-- Opening Marker --

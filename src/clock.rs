// ABOUTME: Clock abstraction so every time-dependent component can be driven by tests.
// ABOUTME: SystemClock reads wall time; ManualClock only moves when told to.

use std::sync::Arc;
use std::sync::atomic::{AtomicU64, Ordering};
use std::time::{Duration, SystemTime, UNIX_EPOCH};

/// Source of the current time, in Unix epoch milliseconds.
///
/// Wall-clock milliseconds are used (rather than `Instant`) because
/// timestamps are written to the shared store and compared by other
/// instances.
pub trait Clock: Send + Sync {
    /// Current time in milliseconds since the Unix epoch.
    fn now_ms(&self) -> u64;
}

/// Shared clock handle.
pub type SharedClock = Arc<dyn Clock>;

/// Clock backed by the system wall clock.
#[derive(Debug, Default, Clone, Copy)]
pub struct SystemClock;

impl Clock for SystemClock {
    fn now_ms(&self) -> u64 {
        SystemTime::now()
            .duration_since(UNIX_EPOCH)
            .map(|d| d.as_millis() as u64)
            .unwrap_or(0)
    }
}

/// A clock that only advances when told to.
#[derive(Debug, Default)]
pub struct ManualClock {
    now: AtomicU64,
}

impl ManualClock {
    /// Create a manual clock starting at `start_ms`.
    pub fn new(start_ms: u64) -> Self {
        Self {
            now: AtomicU64::new(start_ms),
        }
    }

    /// Move the clock forward.
    pub fn advance(&self, by: Duration) {
        self.now.fetch_add(by.as_millis() as u64, Ordering::SeqCst);
    }

    /// Jump to an absolute time.
    pub fn set(&self, now_ms: u64) {
        self.now.store(now_ms, Ordering::SeqCst);
    }
}

impl Clock for ManualClock {
    fn now_ms(&self) -> u64 {
        self.now.load(Ordering::SeqCst)
    }
}

/// Convenience constructor for the default shared clock.
pub fn system_clock() -> SharedClock {
    Arc::new(SystemClock)
}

-- Closing Marker --

Across the records, how many lines carry the word "only"? The answer should be a number alone.

> **Exercise result**: 2